- _WHAT THE EXERCISE ASKS_
Read the records below and copy each line that contains "AuthResult".

[Stored data entries]
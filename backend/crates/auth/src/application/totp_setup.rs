//! TOTP Setup Use Case
//!
//! Enrol, confirm and remove an authenticator for a signed-in user.

use std::sync::Arc;

use crate::domain::entity::auth::{Auth, TotpState};
use crate::domain::entity::user::User;
use crate::domain::repository::AuthRepository;
use crate::domain::value_object::totp_secret::TotpSecret;
use crate::error::{AuthError, AuthResult};

/// Provisioning material for an authenticator app
pub struct TotpSetupOutput {
    /// Base64 PNG
    pub qr_code_base64: String,
    /// Base32 secret for manual entry
    pub secret: String,
    /// `otpauth://` provisioning URI
    pub otpauth_url: String,
}

impl TotpSetupOutput {
    pub fn for_secret(secret: &TotpSecret, account_name: &str) -> AuthResult<Self> {
        Ok(Self {
            qr_code_base64: secret.qr_code_base64(account_name)?,
            secret: secret.as_base32().to_string(),
            otpauth_url: secret.otpauth_url(account_name)?,
        })
    }
}

pub struct TotpSetupUseCase<A>
where
    A: AuthRepository,
{
    auth_repo: Arc<A>,
}

impl<A> TotpSetupUseCase<A>
where
    A: AuthRepository,
{
    pub fn new(auth_repo: Arc<A>) -> Self {
        Self { auth_repo }
    }

    async fn load(&self, user: &User) -> AuthResult<Auth> {
        self.auth_repo
            .find_auth(&user.user_id)
            .await?
            .ok_or_else(|| AuthError::Internal("Credentials missing for user".to_string()))
    }

    /// New pending secret; replaces an unconfirmed one
    pub async fn setup(&self, user: &User) -> AuthResult<TotpSetupOutput> {
        let mut auth = self.load(user).await?;
        if auth.totp_state() == TotpState::Enabled {
            return Err(AuthError::TwoFactorAlreadyEnabled);
        }

        let secret = auth.setup_totp();
        self.auth_repo.update_auth(&auth).await?;

        TotpSetupOutput::for_secret(&secret, user.email.as_str())
    }

    /// Confirm the pending secret with a code
    pub async fn verify(&self, user: &User, code: &str) -> AuthResult<()> {
        let mut auth = self.load(user).await?;
        let secret = auth.totp_secret.clone().ok_or(AuthError::TwoFactorNotSetup)?;
        if auth.totp_state() == TotpState::Enabled {
            return Err(AuthError::TwoFactorAlreadyEnabled);
        }

        if !secret.verify(code, user.email.as_str())? {
            return Err(AuthError::InvalidTwoFactorCode);
        }

        auth.enable_totp();
        self.auth_repo.update_auth(&auth).await?;
        tracing::info!(public_id = %user.public_id, "TOTP enabled");
        Ok(())
    }

    /// Remove TOTP; staff accounts must keep it
    pub async fn disable(&self, user: &User, code: &str) -> AuthResult<()> {
        if user.requires_2fa() {
            return Err(AuthError::TwoFactorMandatory);
        }

        let mut auth = self.load(user).await?;
        let secret = auth.totp_secret.clone().ok_or(AuthError::TwoFactorNotSetup)?;
        if !secret.verify(code, user.email.as_str())? {
            return Err(AuthError::InvalidTwoFactorCode);
        }

        auth.disable_totp();
        self.auth_repo.update_auth(&auth).await?;
        tracing::info!(public_id = %user.public_id, "TOTP disabled");
        Ok(())
    }
}
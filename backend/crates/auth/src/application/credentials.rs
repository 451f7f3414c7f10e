//! Email and password check shared by sign in, MFA bootstrap and email
//! change. Failures count toward the lockout.

use chrono::Utc;

use crate::application::config::AuthConfig;
use crate::domain::entity::{auth::Auth, user::User};
use crate::domain::repository::{AuthRepository, UserRepository};
use crate::domain::value_object::{email::Email, user_password::RawPassword};
use crate::error::{AuthError, AuthResult};

pub async fn verify_credentials<U, A>(
    user_repo: &U,
    auth_repo: &A,
    config: &AuthConfig,
    email: &str,
    password: String,
) -> AuthResult<(User, Auth)>
where
    U: UserRepository,
    A: AuthRepository,
{
    let email = Email::new(email).map_err(|_| AuthError::InvalidCredentials)?;

    let user = user_repo
        .find_user_by_email(&email)
        .await?
        .ok_or(AuthError::InvalidCredentials)?;

    if !user.can_login() {
        return Err(AuthError::AccountDisabled);
    }

    let auth = verify_password(auth_repo, config, &user, password).await?;
    Ok((user, auth))
}

/// Password check for a known user
pub async fn verify_password<A>(
    auth_repo: &A,
    config: &AuthConfig,
    user: &User,
    password: String,
) -> AuthResult<Auth>
where
    A: AuthRepository,
{
    let auth = auth_repo
        .find_auth(&user.user_id)
        .await?
        .ok_or_else(|| AuthError::Internal("Credentials missing for user".to_string()))?;

    let now = Utc::now();
    if auth.is_locked_at(now) {
        return Err(AuthError::AccountLocked);
    }

    // Policy-violating input cannot match a stored hash
    let valid = RawPassword::new(password)
        .map(|raw| auth.password_hash.verify(&raw, config.pepper()))
        .unwrap_or(false);

    if !valid {
        let counted = auth_repo
            .record_login_failure(&user.user_id, now)
            .await?
            .ok_or_else(|| AuthError::Internal("Credentials missing for user".to_string()))?;
        if counted.is_locked_at(now) {
            tracing::warn!(public_id = %user.public_id, "Account locked after repeated failures");
            return Err(AuthError::AccountLocked);
        }
        return Err(AuthError::InvalidCredentials);
    }

    Ok(auth)
}
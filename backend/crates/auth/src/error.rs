//! Auth Error Types
//!
//! Auth-specific variants that render through `kernel::error::AppError`.

use axum::http::StatusCode;
use axum::response::{IntoResponse, Response};
use kernel::error::{app_error::AppError, kind::ErrorKind};
use thiserror::Error;

pub type AuthResult<T> = Result<T, AuthError>;

#[derive(Debug, Error)]
pub enum AuthError {
    #[error("User not found")]
    UserNotFound,

    #[error("Email address is already registered")]
    EmailTaken,

    #[error("Requested role is not available for self sign up")]
    RoleNotAllowed,

    #[error("Invalid credentials")]
    InvalidCredentials,

    #[error("Account is temporarily locked")]
    AccountLocked,

    #[error("Account is disabled")]
    AccountDisabled,

    #[error("Session not found or expired")]
    SessionInvalid,

    #[error("Administrator session required")]
    AdminRequired,

    #[error("Invalid two-factor authentication code")]
    InvalidTwoFactorCode,

    /// Staff account without a TOTP secret; an MFA bootstrap token is needed
    #[error("Two-factor authentication is not set up for this account")]
    TwoFactorNotSetup,

    #[error("Two-factor authentication is already enabled")]
    TwoFactorAlreadyEnabled,

    #[error("Two-factor authentication is mandatory for staff accounts")]
    TwoFactorMandatory,

    #[error("Please wait before requesting another code")]
    Cooldown,

    #[error("Too many incorrect attempts")]
    TooManyAttempts,

    /// Token or code absent, used or expired
    #[error("This link or code is no longer valid")]
    TokenGone,

    #[error("Incorrect verification code")]
    InvalidCode,

    #[error("Invalid delete token")]
    InvalidDeleteToken,

    #[error("Deletion has not been verified yet")]
    DeletionNotVerified,

    #[error("Account is not scheduled for deletion")]
    NotPendingDeletion,

    /// Validation and other errors already shaped as `AppError`
    #[error(transparent)]
    App(#[from] AppError),

    #[error("Database error: {0}")]
    Database(#[from] sqlx::Error),

    #[error("Internal error: {0}")]
    Internal(String),
}

impl AuthError {
    pub fn kind(&self) -> ErrorKind {
        match self {
            AuthError::UserNotFound => ErrorKind::NotFound,
            AuthError::EmailTaken
            | AuthError::TwoFactorAlreadyEnabled
            | AuthError::DeletionNotVerified
            | AuthError::NotPendingDeletion => ErrorKind::Conflict,
            AuthError::RoleNotAllowed
            | AuthError::AccountDisabled
            | AuthError::AdminRequired
            | AuthError::TwoFactorMandatory => ErrorKind::Forbidden,
            AuthError::InvalidCredentials
            | AuthError::SessionInvalid
            | AuthError::InvalidTwoFactorCode => ErrorKind::Unauthorized,
            AuthError::AccountLocked => ErrorKind::Locked,
            AuthError::TwoFactorNotSetup => ErrorKind::PreconditionFailed,
            AuthError::Cooldown | AuthError::TooManyAttempts => ErrorKind::TooManyRequests,
            AuthError::TokenGone => ErrorKind::Gone,
            AuthError::InvalidCode | AuthError::InvalidDeleteToken => ErrorKind::BadRequest,
            AuthError::App(e) => e.kind(),
            AuthError::Database(_) | AuthError::Internal(_) => ErrorKind::InternalServerError,
        }
    }

    pub fn status_code(&self) -> StatusCode {
        StatusCode::from_u16(self.kind().status_code()).unwrap_or(StatusCode::INTERNAL_SERVER_ERROR)
    }

    fn action(&self) -> Option<&'static str> {
        match self {
            AuthError::AccountLocked => Some("Try again in 15 minutes"),
            AuthError::TwoFactorNotSetup => Some("Request an MFA bootstrap token"),
            AuthError::TokenGone => Some("Request a new one"),
            _ => None,
        }
    }

    fn log(&self) {
        match self {
            AuthError::Database(e) => {
                tracing::error!(error = %e, "Auth database error");
            }
            AuthError::Internal(msg) => {
                tracing::error!(message = %msg, "Auth internal error");
            }
            AuthError::App(e) if e.is_server_error() => {
                tracing::error!(error = ?e, "Auth internal error");
            }
            AuthError::InvalidCredentials | AuthError::InvalidTwoFactorCode => {
                tracing::warn!(error = %self, "Failed authentication attempt");
            }
            AuthError::AccountLocked | AuthError::TooManyAttempts | AuthError::AdminRequired => {
                tracing::warn!(error = %self, "Auth request refused");
            }
            _ => {
                tracing::debug!(error = %self, "Auth error");
            }
        }
    }
}

impl IntoResponse for AuthError {
    fn into_response(self) -> Response {
        self.log();
        match self {
            AuthError::App(e) => e.into_response(),
            other => {
                let mut app = AppError::new(other.kind(), other.to_string());
                if let Some(action) = other.action() {
                    app = app.with_action(action);
                }
                app.into_response()
            }
        }
    }
}

#[cfg(test)]
mod tests {
    use super::*;

    #[test]
    fn test_status_codes() {
        assert_eq!(AuthError::AccountLocked.status_code(), StatusCode::LOCKED);
        assert_eq!(
            AuthError::TwoFactorNotSetup.status_code(),
            StatusCode::PRECONDITION_FAILED
        );
        assert_eq!(AuthError::TokenGone.status_code(), StatusCode::GONE);
        assert_eq!(
            AuthError::Cooldown.status_code(),
            StatusCode::TOO_MANY_REQUESTS
        );
        assert_eq!(AuthError::RoleNotAllowed.status_code(), StatusCode::FORBIDDEN);
        assert_eq!(AuthError::EmailTaken.status_code(), StatusCode::CONFLICT);
    }

    #[test]
    fn test_app_error_keeps_its_kind() {
        let err: AuthError = AppError::bad_request("Invalid email address").into();
        assert_eq!(err.status_code(), StatusCode::BAD_REQUEST);
    }
}
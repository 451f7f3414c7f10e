//! In-memory verification store for tests

use chrono::{DateTime, Utc};
use kernel::id::IdVerificationId;
use std::sync::{Arc, Mutex, MutexGuard};

use crate::domain::entity::id_verification::{IdVerification, VerificationStatus};
use crate::domain::repository::VerificationRepository;
use crate::error::{VerificationError, VerificationResult};

#[derive(Clone, Default)]
pub struct MemoryVerificationRepository {
    rows: Arc<Mutex<Vec<IdVerification>>>,
}

impl MemoryVerificationRepository {
    pub fn new() -> Self {
        Self::default()
    }

    fn lock(&self) -> MutexGuard<'_, Vec<IdVerification>> {
        self.rows.lock().unwrap_or_else(|e| e.into_inner())
    }

    /// Move every upload timestamp back by `by`
    pub fn age_uploads(&self, by: chrono::Duration) {
        for row in self.lock().iter_mut() {
            row.uploaded_at -= by;
            row.can_revert_until -= by;
        }
    }
}

impl VerificationRepository for MemoryVerificationRepository {
    async fn insert_verification(&self, v: &IdVerification) -> VerificationResult<()> {
        let mut rows = self.lock();
        if rows
            .iter()
            .any(|r| r.user_id == v.user_id && r.status.is_active())
        {
            return Err(VerificationError::AlreadySubmitted);
        }
        rows.push(v.clone());
        Ok(())
    }

    async fn find_verification(
        &self,
        id: &IdVerificationId,
    ) -> VerificationResult<Option<IdVerification>> {
        Ok(self.lock().iter().find(|r| r.id == *id).cloned())
    }

    async fn latest_for_user(&self, user_id: &str) -> VerificationResult<Option<IdVerification>> {
        Ok(self
            .lock()
            .iter()
            .filter(|r| r.user_id == user_id)
            .max_by_key(|r| r.uploaded_at)
            .cloned())
    }

    async fn list_verifications(
        &self,
        status: Option<VerificationStatus>,
        limit: i64,
    ) -> VerificationResult<Vec<IdVerification>> {
        let mut rows: Vec<IdVerification> = self
            .lock()
            .iter()
            .filter(|r| status.is_none_or(|s| r.status == s))
            .cloned()
            .collect();
        rows.sort_by(|a, b| b.uploaded_at.cmp(&a.uploaded_at));
        rows.truncate(limit.max(0) as usize);
        Ok(rows)
    }

    async fn update_verification(&self, v: &IdVerification) -> VerificationResult<bool> {
        let mut rows = self.lock();
        match rows
            .iter_mut()
            .find(|r| r.id == v.id && r.status == VerificationStatus::Pending)
        {
            Some(row) => {
                *row = v.clone();
                Ok(true)
            }
            None => Ok(false),
        }
    }

    async fn delete_revertible(
        &self,
        id: &IdVerificationId,
        now: DateTime<Utc>,
    ) -> VerificationResult<bool> {
        let mut rows = self.lock();
        let before = rows.len();
        rows.retain(|r| !(r.id == *id && r.can_revert_at(now)));
        Ok(rows.len() < before)
    }

    async fn expire_pending_before(&self, cutoff: DateTime<Utc>) -> VerificationResult<u64> {
        let mut expired = 0;
        for row in self.lock().iter_mut() {
            if row.status == VerificationStatus::Pending && row.uploaded_at <= cutoff {
                row.status = VerificationStatus::Expired;
                expired += 1;
            }
        }
        Ok(expired)
    }
}
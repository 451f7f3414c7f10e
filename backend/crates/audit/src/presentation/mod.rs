//! Presentation Layer

pub mod dto;
pub mod handlers;
pub mod router;

pub use handlers::AuditAppState;
pub use router::{audit_routes};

- _RESULT OF THE TASK_
use crate::error::{AuthError, AuthResult};
    pub fn for_secret(secret: &TotpSecret, account_name: &str) -> AuthResult<Self> {
    async fn load(&self, user: &User) -> AuthResult<Auth> {
    pub async fn setup(&self, user: &User) -> AuthResult<TotpSetupOutput> {
    pub async fn verify(&self, user: &User, code: &str) -> AuthResult<()> {
    pub async fn disable(&self, user: &User, code: &str) -> AuthResult<()> {
use crate::error::{AuthError, AuthResult};
) -> AuthResult<(User, Auth)>
) -> AuthResult<Auth>
pub type AuthResult<T> = Result<T, AuthError>;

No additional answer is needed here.